Em um primeiro momento, os investimentos foram feitos, principalmente, por companhias estatais em infraestrutura em países subdesenvolvidos. O maior exemplo são os países da África subsaariana, que receberam 220 bilhões de dólares em investimentos chinês nos últimos 10 anos. O dinheiro financiou obras como a construção de rodovias, minas, sistemas de telecomunicações e energia elétrica. O interesse da China na África é criticado por muitos especialistas que veem nas investidas africanas uma tentativa de colonização.

Na segunda fase dessa política, as companhias têm aumentado investimento em países desenvolvidos com o que seria uma nova classe de empresários, mais preparados para negociar com ativos de alto valor.

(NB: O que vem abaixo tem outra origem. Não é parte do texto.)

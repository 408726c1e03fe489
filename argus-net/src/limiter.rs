//! Rate governor - per-collector token buckets
//!
//! One bucket per collector name, lazily created on first use. Burst size is
//! fixed at 1 so no collector can exceed its steady rate even after sitting
//! idle. Waiting suspends the calling task until a token is available or the
//! caller-supplied deadline fires; the wait is never silently skipped.

use parking_lot::Mutex;
use std::collections::HashMap;
use std::time::{Duration, Instant};
use thiserror::Error;
use tracing::debug;

/// Errors from rate-limit waits
#[derive(Debug, Error)]
pub enum GovernorError {
    #[error("rate-limit wait for '{0}' cancelled by deadline")]
    Cancelled(String),
}

/// Built-in steady rates in tokens per second.
fn builtin_rate(name: &str) -> f64 {
    match name {
        "dns" => 10.0,
        "whois" => 1.0,
        "github" => 2.0,
        _ => 5.0,
    }
}

#[derive(Debug)]
struct TokenBucket {
    tokens: f64,
    rate: f64,
    last_refill: Instant,
}

impl TokenBucket {
    fn new(rate: f64) -> Self {
        // Starts full: the first request never waits.
        Self {
            tokens: 1.0,
            rate,
            last_refill: Instant::now(),
        }
    }

    fn refill(&mut self) {
        let now = Instant::now();
        let elapsed = now.duration_since(self.last_refill).as_secs_f64();
        self.tokens = (self.tokens + elapsed * self.rate).min(1.0);
        self.last_refill = now;
    }

    fn try_consume(&mut self) -> bool {
        self.refill();
        if self.tokens >= 1.0 {
            self.tokens -= 1.0;
            true
        } else {
            false
        }
    }

    /// Time until a full token will have accumulated.
    fn time_to_token(&self) -> Duration {
        let deficit = (1.0 - self.tokens).max(0.0);
        Duration::from_secs_f64(deficit / self.rate)
    }
}

/// Per-collector token-bucket rate limiting.
///
/// The bucket map is the only shared-mutable state; insertion and consumption
/// both go through one mutex held for microseconds.
#[derive(Debug, Default)]
pub struct RateGovernor {
    buckets: Mutex<HashMap<String, TokenBucket>>,
    overrides: Mutex<HashMap<String, f64>>,
}

impl RateGovernor {
    pub fn new() -> Self {
        Self::default()
    }

    /// Override the steady rate for a collector (e.g. from config). Resets the
    /// collector's bucket.
    pub fn set_limit(&self, name: &str, rate_per_sec: f64) {
        let rate = rate_per_sec.max(0.001);
        self.overrides.lock().insert(name.to_string(), rate);
        self.buckets
            .lock()
            .insert(name.to_string(), TokenBucket::new(rate));
    }

    fn rate_for(&self, name: &str) -> f64 {
        self.overrides
            .lock()
            .get(name)
            .copied()
            .unwrap_or_else(|| builtin_rate(name))
    }

    /// Consume a token without waiting. Returns false if the bucket is empty.
    pub fn try_acquire(&self, name: &str) -> bool {
        let mut buckets = self.buckets.lock();
        let rate = self.rate_for(name);
        buckets
            .entry(name.to_string())
            .or_insert_with(|| TokenBucket::new(rate))
            .try_consume()
    }

    /// Tokens currently available for a collector, without consuming any.
    pub fn available(&self, name: &str) -> f64 {
        let mut buckets = self.buckets.lock();
        let rate = self.rate_for(name);
        let bucket = buckets
            .entry(name.to_string())
            .or_insert_with(|| TokenBucket::new(rate));
        bucket.refill();
        bucket.tokens
    }

    /// Suspend until a token is available for the named collector.
    pub async fn wait(&self, name: &str) {
        loop {
            let delay = {
                let mut buckets = self.buckets.lock();
                let rate = self.rate_for(name);
                let bucket = buckets
                    .entry(name.to_string())
                    .or_insert_with(|| TokenBucket::new(rate));
                if bucket.try_consume() {
                    return;
                }
                bucket.time_to_token()
            };
            debug!(collector = name, ?delay, "rate limited, waiting");
            tokio::time::sleep(delay).await;
        }
    }

    /// Like [`wait`](Self::wait), but gives up when the deadline fires.
    pub async fn wait_with_deadline(
        &self,
        name: &str,
        deadline: Duration,
    ) -> Result<(), GovernorError> {
        tokio::time::timeout(deadline, self.wait(name))
            .await
            .map_err(|_| GovernorError::Cancelled(name.to_string()))
    }
}

#[cfg(test)]
mod tests {
    use super::*;

    #[test]
    fn test_first_acquire_succeeds() {
        let governor = RateGovernor::new();
        assert!(governor.try_acquire("whois"));
    }

    #[test]
    fn test_burst_of_one() {
        let governor = RateGovernor::new();
        governor.set_limit("probe", 0.5);
        assert!(governor.try_acquire("probe"));
        // Second immediate acquire must fail: burst is 1, refill is 2s/token.
        assert!(!governor.try_acquire("probe"));
    }

    #[test]
    fn test_unknown_collector_gets_fallback_rate() {
        let governor = RateGovernor::new();
        assert!(governor.try_acquire("never-heard-of-it"));
        assert!(governor.available("never-heard-of-it") < 1.0);
    }

    #[tokio::test]
    async fn test_wait_refills_over_time() {
        let governor = RateGovernor::new();
        governor.set_limit("fast", 1000.0);
        governor.wait("fast").await;
        governor.wait("fast").await; // ~1ms refill, should not hang
    }

    #[tokio::test]
    async fn test_wait_deadline_cancels() {
        let governor = RateGovernor::new();
        governor.set_limit("slow", 0.01); // 100s per token
        assert!(governor.try_acquire("slow"));

        let result = governor
            .wait_with_deadline("slow", Duration::from_millis(50))
            .await;
        assert!(matches!(result, Err(GovernorError::Cancelled(_))));
    }
}
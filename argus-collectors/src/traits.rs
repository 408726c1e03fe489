//! The collector capability contract

use async_trait::async_trait;
use std::time::Duration;
use thiserror::Error;

use argus_core::Evidence;

/// Errors from collector runs. Failures are isolated per collector; a bulk
/// run reports them without cancelling siblings.
#[derive(Debug, Error)]
pub enum CollectError {
    #[error("network error: {0}")]
    Network(String),

    #[error("request failed: {0}")]
    Http(#[from] reqwest::Error),

    #[error("lookup failed: {0}")]
    Lookup(String),

    #[error("api returned status {status}: {body}")]
    Api { status: u16, body: String },

    #[error("payload serialization failed: {0}")]
    Json(#[from] serde_json::Error),

    #[error("evidence storage failed: {0}")]
    Storage(#[from] std::io::Error),

    #[error("plugin '{name}' exited with status {code}: {stderr}")]
    PluginExit {
        name: String,
        code: i32,
        stderr: String,
    },

    #[error("plugin '{0}' produced invalid output: {1}")]
    PluginOutput(String, String),

    #[error("timed out after {0:?}")]
    Timeout(Duration),
}

/// Common interface for all collection plugins.
///
/// `collect` must never block indefinitely - every network call inside it
/// carries its own timeout. Evidence rows come back with the raw payload
/// already persisted and hashed; the caller persists the rows and feeds them
/// to ingestion.
#[async_trait]
pub trait Collector: Send + Sync {
    /// Registry name, e.g. "dns"
    fn name(&self) -> &str;

    /// One-line human description
    fn description(&self) -> &str;

    /// Whether this collector performs intrusive reconnaissance requiring
    /// explicit operator consent
    fn is_active(&self) -> bool;

    /// Run a collection against a target within a case.
    async fn collect(&self, case_id: &str, target: &str)
        -> Result<Vec<Evidence>, CollectError>;
}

Um grande exemplo são os Estados Unidos, que recebeu mais de 22 bilhões de dólares em investimentos chineses em 2015. Nos últimos cinco anos, foram quase 80 bilhões de dólares em investimentos no país, ante 36 bilhões no mesmo período no Brasil.

Ao contrário dos investimentos em países subdesenvolvidos, nos Estados Unidos as aquisições chinesas se concentram cada vez mais em grandes empresas. A principal razão é adquirir marcas, tecnologias e talentos que a economia chinesa ainda não tem e que serão importantes para o país manter o ritmo de crescimento (apesar da queda recente, a China anunciou nesta sexta um avanço de 6,7% no último trimestre).

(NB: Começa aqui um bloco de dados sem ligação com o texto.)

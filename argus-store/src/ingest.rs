//! Ingestion engine - evidence to graph
//!
//! Each evidence item is dispatched by collector name to a routine that
//! resolves or creates the subject entity, derives related entities from the
//! payload, and links them with collector-specific edge types. Collectors
//! without a routine are simply not graphed.
//!
//! Entity resolution is read-then-create by exact value. Under true
//! parallelism two ingestions of the same new value can race; the loser's
//! insert fails the unique constraint and is logged, not retried - the edge
//! may be missing, never duplicated.

use std::collections::HashMap;

use serde::Deserialize;
use thiserror::Error;
use tracing::debug;

use argus_core::{Entity, Evidence, MetaMap, Relationship};

use crate::{Store, StoreError};

/// Errors from graph ingestion. All of these leave the evidence record
/// intact; graph completeness is best-effort.
#[derive(Debug, Error)]
pub enum IngestError {
    #[error("evidence {evidence_id} missing metadata field '{field}'")]
    MissingField {
        evidence_id: String,
        field: &'static str,
    },

    #[error("failed to read evidence payload: {0}")]
    Payload(#[from] std::io::Error),

    #[error("failed to parse evidence payload: {0}")]
    Parse(#[from] serde_json::Error),

    #[error(transparent)]
    Store(#[from] StoreError),
}

/// Map one evidence item into entity/relationship mutations.
pub fn ingest_evidence(store: &Store, ev: &Evidence) -> Result<(), IngestError> {
    match ev.collector.as_str() {
        "dns" => ingest_dns(store, ev),
        "whois" => ingest_whois(store, ev),
        "github" => ingest_github(store, ev),
        "geo" => ingest_geo(store, ev),
        "ports" => ingest_ports(store, ev),
        "http" => ingest_http(store, ev),
        "screenshot" => ingest_screenshot(store, ev),
        other => {
            debug!(collector = other, "no ingestion routine, skipping");
            Ok(())
        }
    }
}

fn required_target(ev: &Evidence) -> Result<&str, IngestError> {
    ev.meta_str("target").ok_or_else(|| IngestError::MissingField {
        evidence_id: ev.id.clone(),
        field: "target",
    })
}

/// Resolve an entity by exact value, creating it when absent.
fn ensure_entity(
    store: &Store,
    case_id: &str,
    entity_type: &str,
    value: &str,
    source: &str,
) -> Result<Entity, IngestError> {
    if let Some(existing) = store.get_entity_by_value(case_id, value)? {
        return Ok(existing);
    }
    let entity = Entity::new(case_id, entity_type, value, source);
    store.create_entity(&entity)?;
    Ok(entity)
}

/// Subject entities are usually a domain, but port/geo targets are IPs.
/// A leading digit is the discriminator, same heuristic throughout.
fn guess_target_type(target: &str) -> &'static str {
    if target.chars().next().is_some_and(|c| c.is_ascii_digit()) {
        "ip"
    } else {
        "domain"
    }
}

fn ingest_dns(store: &Store, ev: &Evidence) -> Result<(), IngestError> {
    let target = required_target(ev)?;

    let data = std::fs::read(&ev.file_path)?;
    let records: HashMap<String, Vec<String>> = serde_json::from_slice(&data)?;

    let subject = ensure_entity(store, &ev.case_id, "domain", target, "dns")?;

    for ip in records.get("A").into_iter().flatten() {
        let ip_ent = ensure_entity(store, &ev.case_id, "ip", ip, "dns")?;
        let edge = Relationship::new(&ev.case_id, &subject.id, &ip_ent.id, "resolves_to")
            .with_evidence(&ev.id);
        store.create_relationship(&edge)?;
    }

    for mx in records.get("MX").into_iter().flatten() {
        let mx_ent = ensure_entity(store, &ev.case_id, "domain", mx, "dns")?;
        let edge =
            Relationship::new(&ev.case_id, &mx_ent.id, &subject.id, "mx_for").with_evidence(&ev.id);
        store.create_relationship(&edge)?;
    }

    for ns in records.get("NS").into_iter().flatten() {
        let ns_ent = ensure_entity(store, &ev.case_id, "domain", ns, "dns")?;
        let edge =
            Relationship::new(&ev.case_id, &ns_ent.id, &subject.id, "ns_for").with_evidence(&ev.id);
        store.create_relationship(&edge)?;
    }

    Ok(())
}

fn ingest_whois(store: &Store, ev: &Evidence) -> Result<(), IngestError> {
    let target = required_target(ev)?;
    let subject = ensure_entity(store, &ev.case_id, "domain", target, "whois")?;

    if let Some(email) = ev.meta_str("registrant_email").filter(|e| !e.is_empty()) {
        let email_ent = ensure_entity(store, &ev.case_id, "email", email, "whois")?;
        let edge = Relationship::new(&ev.case_id, &subject.id, &email_ent.id, "registered_by")
            .with_evidence(&ev.id);
        store.create_relationship(&edge)?;
    }

    Ok(())
}

#[derive(Debug, Deserialize)]
struct GitHubSearchPayload {
    #[serde(default)]
    items: Vec<GitHubRepoItem>,
}

#[derive(Debug, Deserialize)]
struct GitHubRepoItem {
    html_url: String,
    owner: GitHubOwner,
}

#[derive(Debug, Deserialize)]
struct GitHubOwner {
    login: String,
}

fn ingest_github(store: &Store, ev: &Evidence) -> Result<(), IngestError> {
    let data = std::fs::read(&ev.file_path)?;
    let payload: GitHubSearchPayload = serde_json::from_slice(&data)?;

    for item in payload.items {
        let repo = ensure_entity(store, &ev.case_id, "repo", &item.html_url, "github")?;
        let owner = ensure_entity(store, &ev.case_id, "username", &item.owner.login, "github")?;

        let edge =
            Relationship::new(&ev.case_id, &owner.id, &repo.id, "owns").with_evidence(&ev.id);
        store.create_relationship(&edge)?;
    }

    Ok(())
}

/// Geo enrichment mutates the subject IP's metadata; no new entities.
fn ingest_geo(store: &Store, ev: &Evidence) -> Result<(), IngestError> {
    let target = required_target(ev)?;
    let subject = ensure_entity(store, &ev.case_id, "ip", target, "geo")?;

    let mut patch = MetaMap::new();
    for field in ["country", "city", "isp", "lat", "lon"] {
        if let Some(value) = ev.metadata.get(field) {
            patch.insert(field.to_string(), value.clone());
        }
    }
    if !patch.is_empty() {
        store.merge_entity_metadata(&subject.id, &patch)?;
    }

    Ok(())
}

fn ingest_ports(store: &Store, ev: &Evidence) -> Result<(), IngestError> {
    let target = required_target(ev)?;

    let data = std::fs::read(&ev.file_path)?;
    let results: HashMap<String, String> = serde_json::from_slice(&data)?;

    let subject = ensure_entity(store, &ev.case_id, "ip", target, "ports")?;

    for (port, status) in &results {
        if status != "open" {
            continue;
        }
        let service = format!("TCP/{port}");
        let svc_ent = ensure_entity(store, &ev.case_id, "service", &service, "ports")?;
        let edge = Relationship::new(&ev.case_id, &subject.id, &svc_ent.id, "has_port")
            .with_evidence(&ev.id);
        store.create_relationship(&edge)?;
    }

    Ok(())
}

fn ingest_http(store: &Store, ev: &Evidence) -> Result<(), IngestError> {
    let target = required_target(ev)?;
    let subject = ensure_entity(store, &ev.case_id, "domain", target, "http")?;

    if let Some(server) = ev.meta_str("server").filter(|s| !s.is_empty()) {
        let svc_ent = ensure_entity(store, &ev.case_id, "service", server, "http")?;
        let edge = Relationship::new(&ev.case_id, &subject.id, &svc_ent.id, "runs_service")
            .with_evidence(&ev.id);
        store.create_relationship(&edge)?;
    }

    Ok(())
}

/// The screenshot is not an entity of its own; a self-loop edge records the
/// evidence id against the subject.
fn ingest_screenshot(store: &Store, ev: &Evidence) -> Result<(), IngestError> {
    let target = required_target(ev)?;
    let subject = ensure_entity(
        store,
        &ev.case_id,
        guess_target_type(target),
        target,
        "screenshot",
    )?;

    let edge = Relationship::new(&ev.case_id, &subject.id, &subject.id, "has_screenshot")
        .with_evidence(&ev.id);
    store.create_relationship(&edge)?;
    Ok(())
}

As investidas chinesas este ano nos Estados Unidos incluem o conglomerado General Electric, que vendeu sua divisão de eletrodomésticos ao segundo maior fabricante de eletrodomésticos na China, Qingdai Haier, por 5,4 bilhões de dólares. Na lista entra também a compra da produtora de filmes Legendary Entertainment, que produziu Jurassic World e Batman: O Cavaleiro das Trevas, pelo Dalian Wanda Group por 3,5 bilhões de dólares. As investidas chinesas chegaram até mesmo à Bolsa de Valores de Chicago, que foi vendida para o grupo chinês Chongqing Casin Enterprise Group.

O risco chinês

Na Europa, os investimentos em setores como energia, automóveis, alimentos e imobiliário totalizaram 35 bilhões de dólares em 2015.

No início deste ano, a estatal chinesa China National Chemical fez uma oferta para adquirir a companhia agrícola suíça Syngenta. O valor do negócio é de 43 bilhões de dólares – se concretizado, será a maior aquisição já feita por uma companhia chinesa fora de seu país.

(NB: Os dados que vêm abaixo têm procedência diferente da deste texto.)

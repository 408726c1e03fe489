//! Execution engine
//!
//! Composes the gates in front of every collector run:
//! consent -> scope -> rate -> collect -> persist -> ingest.
//!
//! The consent gate comes first so that declining consent never consumes a
//! rate-limit token. Bulk runs fan out one task per eligible collector;
//! failures are isolated and reported per collector, never escalated to
//! abort the batch.

use std::sync::Arc;
use std::time::Duration;

use futures::future::join_all;
use thiserror::Error;
use tracing::{info, warn};

use argus_collectors::CollectError;
use argus_core::Evidence;
use argus_net::{GovernorError, RateGovernor, ScopeError, ScopePolicy};
use argus_store::{ingest_evidence, Store, StoreError};

use crate::CollectorRegistry;

/// Errors from a single collector invocation.
#[derive(Debug, Error)]
pub enum EngineError {
    #[error("collector '{0}' not found")]
    UnknownCollector(String),

    #[error("collector '{0}' is an active probe; explicit consent is required to run it")]
    ConsentDenied(String),

    #[error("safety block: {0}")]
    Scope(#[from] ScopeError),

    #[error("rate limit: {0}")]
    Rate(#[from] GovernorError),

    #[error("collection failed: {0}")]
    Collect(#[from] CollectError),

    #[error(transparent)]
    Store(#[from] StoreError),
}

/// Per-collector result of a bulk run.
#[derive(Debug)]
pub struct CollectorOutcome {
    pub collector: String,
    /// Evidence count on success, reason string on failure
    pub result: Result<usize, String>,
}

/// The collection pipeline. Cheap to clone; all parts are shared.
#[derive(Clone)]
pub struct Engine {
    registry: Arc<CollectorRegistry>,
    governor: Arc<RateGovernor>,
    scope: Arc<ScopePolicy>,
    store: Arc<Store>,
    rate_deadline: Option<Duration>,
}

impl Engine {
    pub fn new(
        registry: Arc<CollectorRegistry>,
        governor: Arc<RateGovernor>,
        scope: Arc<ScopePolicy>,
        store: Arc<Store>,
    ) -> Self {
        Self {
            registry,
            governor,
            scope,
            store,
            rate_deadline: None,
        }
    }

    /// Bound rate-limit waits; past the deadline the run fails with a
    /// cancellation error instead of waiting forever.
    pub fn with_rate_deadline(mut self, deadline: Duration) -> Self {
        self.rate_deadline = Some(deadline);
        self
    }

    pub fn registry(&self) -> &CollectorRegistry {
        &self.registry
    }

    /// Run one collector through the full gate chain, persisting and
    /// ingesting whatever evidence it yields.
    pub async fn run(
        &self,
        name: &str,
        case_id: &str,
        target: &str,
        active_allowed: bool,
    ) -> Result<Vec<Evidence>, EngineError> {
        let collector = self
            .registry
            .get(name)
            .ok_or_else(|| EngineError::UnknownCollector(name.to_string()))?;

        // Consent is checked before anything else; a refusal must not cost a
        // rate-limit token or touch the network.
        if collector.is_active() && !active_allowed {
            return Err(EngineError::ConsentDenied(name.to_string()));
        }

        self.scope.check(target)?;

        match self.rate_deadline {
            Some(deadline) => self.governor.wait_with_deadline(name, deadline).await?,
            None => self.governor.wait(name).await,
        }

        let evidence = collector.collect(case_id, target).await?;
        info!(collector = name, items = evidence.len(), "collection complete");

        for ev in &evidence {
            self.store.create_evidence(ev)?;
            // Evidence persistence is the durability guarantee; the graph is
            // best-effort and ingestion failures are not rolled back.
            if let Err(e) = ingest_evidence(&self.store, ev) {
                warn!(collector = name, evidence = %ev.id, error = %e, "ingestion failed");
            }
        }

        Ok(evidence)
    }

    /// Collectors a bulk run would dispatch, honoring the consent flag.
    pub fn eligible_collectors(&self, active_allowed: bool) -> Vec<String> {
        self.registry
            .list()
            .into_iter()
            .filter(|c| active_allowed || !c.is_active())
            .map(|c| c.name().to_string())
            .collect()
    }

    /// Fan out every eligible collector concurrently. One collector's failure
    /// is reported in its own outcome and never delays or cancels siblings.
    pub async fn run_all(
        &self,
        case_id: &str,
        target: &str,
        active_allowed: bool,
    ) -> Vec<CollectorOutcome> {
        let names = self.eligible_collectors(active_allowed);
        info!(target, collectors = names.len(), "starting bulk collection");

        let tasks = names.into_iter().map(|name| {
            let engine = self.clone();
            let case_id = case_id.to_string();
            let target = target.to_string();
            tokio::spawn(async move {
                let result = engine
                    .run(&name, &case_id, &target, active_allowed)
                    .await
                    .map(|evidence| evidence.len())
                    .map_err(|e| e.to_string());
                CollectorOutcome {
                    collector: name,
                    result,
                }
            })
        });

        join_all(tasks)
            .await
            .into_iter()
            .map(|joined| match joined {
                Ok(outcome) => outcome,
                Err(e) => CollectorOutcome {
                    collector: "<panicked>".to_string(),
                    result: Err(format!("collector task failed: {e}")),
                },
            })
            .collect()
    }
}

#[cfg(test)]
mod tests {
    use super::*;
    use argus_collectors::Collector;
    use argus_core::Case;
    use async_trait::async_trait;

    struct MockCollector {
        name: &'static str,
        active: bool,
        fail: bool,
        items: usize,
    }

    impl MockCollector {
        fn passive(name: &'static str, items: usize) -> Self {
            Self {
                name,
                active: false,
                fail: false,
                items,
            }
        }

        fn failing(name: &'static str) -> Self {
            Self {
                name,
                active: false,
                fail: true,
                items: 0,
            }
        }

        fn active(name: &'static str) -> Self {
            Self {
                name,
                active: true,
                fail: false,
                items: 1,
            }
        }
    }

    #[async_trait]
    impl Collector for MockCollector {
        fn name(&self) -> &str {
            self.name
        }
        fn description(&self) -> &str {
            "mock"
        }
        fn is_active(&self) -> bool {
            self.active
        }
        async fn collect(
            &self,
            case_id: &str,
            target: &str,
        ) -> Result<Vec<Evidence>, CollectError> {
            if self.fail {
                return Err(CollectError::Network("connection refused".to_string()));
            }
            Ok((0..self.items)
                .map(|i| {
                    let mut ev =
                        Evidence::new(case_id, self.name, &format!("/tmp/mock_{i}.json"), "hash");
                    ev.metadata.insert("target".into(), target.into());
                    ev
                })
                .collect())
        }
    }

    fn engine_with(collectors: Vec<MockCollector>) -> (Engine, Arc<Store>, Case) {
        let mut registry = CollectorRegistry::new();
        for c in collectors {
            registry.register(Arc::new(c));
        }
        let store = Arc::new(Store::open_in_memory().unwrap());
        let case = Case::new("engine fixture", "");
        store.create_case(&case).unwrap();

        let engine = Engine::new(
            Arc::new(registry),
            Arc::new(RateGovernor::new()),
            Arc::new(ScopePolicy::default()),
            store.clone(),
        );
        (engine, store, case)
    }

    #[tokio::test]
    async fn test_unknown_collector() {
        let (engine, _store, case) = engine_with(vec![]);
        let err = engine
            .run("nope", &case.id, "example.com", false)
            .await
            .unwrap_err();
        assert!(matches!(err, EngineError::UnknownCollector(_)));
    }

    #[tokio::test]
    async fn test_consent_denied_before_token_spend() {
        let (engine, _store, case) = engine_with(vec![MockCollector::active("probe")]);

        let err = engine
            .run("probe", &case.id, "example.com", false)
            .await
            .unwrap_err();
        assert!(matches!(err, EngineError::ConsentDenied(_)));

        // The refusal happened before the rate gate: the bucket is untouched.
        assert_eq!(engine.governor.available("probe"), 1.0);
    }

    #[tokio::test]
    async fn test_scope_block_before_token_spend() {
        let (engine, _store, case) = engine_with(vec![MockCollector::passive("lookup", 1)]);

        let err = engine
            .run("lookup", &case.id, "target.mil", false)
            .await
            .unwrap_err();
        assert!(matches!(err, EngineError::Scope(_)));
        assert_eq!(engine.governor.available("lookup"), 1.0);
    }

    #[tokio::test]
    async fn test_run_persists_evidence() {
        let (engine, store, case) = engine_with(vec![MockCollector::passive("lookup", 2)]);

        let evidence = engine
            .run("lookup", &case.id, "example.com", false)
            .await
            .unwrap();
        assert_eq!(evidence.len(), 2);
        assert_eq!(store.list_evidence(&case.id).unwrap().len(), 2);
    }

    #[tokio::test]
    async fn test_active_consent_allows_run() {
        let (engine, _store, case) = engine_with(vec![MockCollector::active("probe")]);
        let evidence = engine
            .run("probe", &case.id, "example.com", true)
            .await
            .unwrap();
        assert_eq!(evidence.len(), 1);
    }

    #[tokio::test]
    async fn test_bulk_run_isolates_failures() {
        let (engine, _store, case) = engine_with(vec![
            MockCollector::passive("one", 1),
            MockCollector::passive("two", 1),
            MockCollector::failing("broken"),
            MockCollector::passive("three", 1),
            MockCollector::passive("four", 1),
        ]);

        let outcomes = engine.run_all(&case.id, "example.com", false).await;
        assert_eq!(outcomes.len(), 5);

        let failed: Vec<_> = outcomes.iter().filter(|o| o.result.is_err()).collect();
        assert_eq!(failed.len(), 1);
        assert_eq!(failed[0].collector, "broken");
        assert!(failed[0].result.as_ref().unwrap_err().contains("connection refused"));

        let succeeded = outcomes.iter().filter(|o| o.result.is_ok()).count();
        assert_eq!(succeeded, 4);
    }

    #[tokio::test]
    async fn test_bulk_run_skips_active_without_consent() {
        let (engine, _store, case) = engine_with(vec![
            MockCollector::passive("lookup", 1),
            MockCollector::active("probe"),
        ]);

        let outcomes = engine.run_all(&case.id, "example.com", false).await;
        assert_eq!(outcomes.len(), 1);
        assert_eq!(outcomes[0].collector, "lookup");

        let outcomes = engine.run_all(&case.id, "example.com", true).await;
        assert_eq!(outcomes.len(), 2);
    }

    #[tokio::test]
    async fn test_rate_deadline_cancellation() {
        let (engine, _store, case) = engine_with(vec![MockCollector::passive("lookup", 1)]);
        let engine = engine.with_rate_deadline(Duration::from_millis(50));
        engine.governor.set_limit("lookup", 0.01);
        assert!(engine.governor.try_acquire("lookup"));

        let err = engine
            .run("lookup", &case.id, "example.com", false)
            .await
            .unwrap_err();
        assert!(matches!(err, EngineError::Rate(_)));
    }
}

Como a Syngenta tem operações em mais de 90 países, o acordo precisa da aprovação de diversas autoridades. A aprovação dos americanos tem tornado a operação complexa. O Comitê de Investimentos Estrangeiros nos Estados Unidos discute se a venda poderia comprometer a alimentação americana e se os endereços da empresa combinada seriam muito perto de bases militares nos Estados Unidos.

O tamanho do acordo reacendeu as preocupações sobre os perigos de um avanço chinês (e seu governo totalitário) pelo mundo. Por aqui, uma discussão que ainda vai dar o que falar é a venda de terras para estrangeiros.

O governo Temer já colocou o assunto em pauta e disse que estuda maneiras de autorizar a compra de terras por investidores internacionais. A permissão foi suspensa em 2010, durante o governo Dilma, para, segundo a então presidente, “assegurar a soberania nacional em área estratégica da economia e o desenvolvimento”.

O temor principal era de que empresas chinesas adquirissem grande lotes de terra para assegurar a oferta de alimentos para seus cidadãos, eventualmente comprometendo o abastecimento dos próprios brasileiros.

No governo Temer, a visão é que a retomada da venda de terras a estrangeiros pode aumentar a atratividade de investimentos em concessões como a de portos, por exemplo. Os chineses, por essa lógica, poderiam ter acesso a uma cadeia agrícola integrada, da terra ao canal para exportar os produtos. Se os planos de Temer saírem do papel, os 20 bilhões de dólares de investimentos chineses no previstos para 2016 podem bem virar 40 em 2017. O quanto o país tem a ganhar, e o quanto tem a perder com isso deve ser tema de intensos debates num futuro próximo.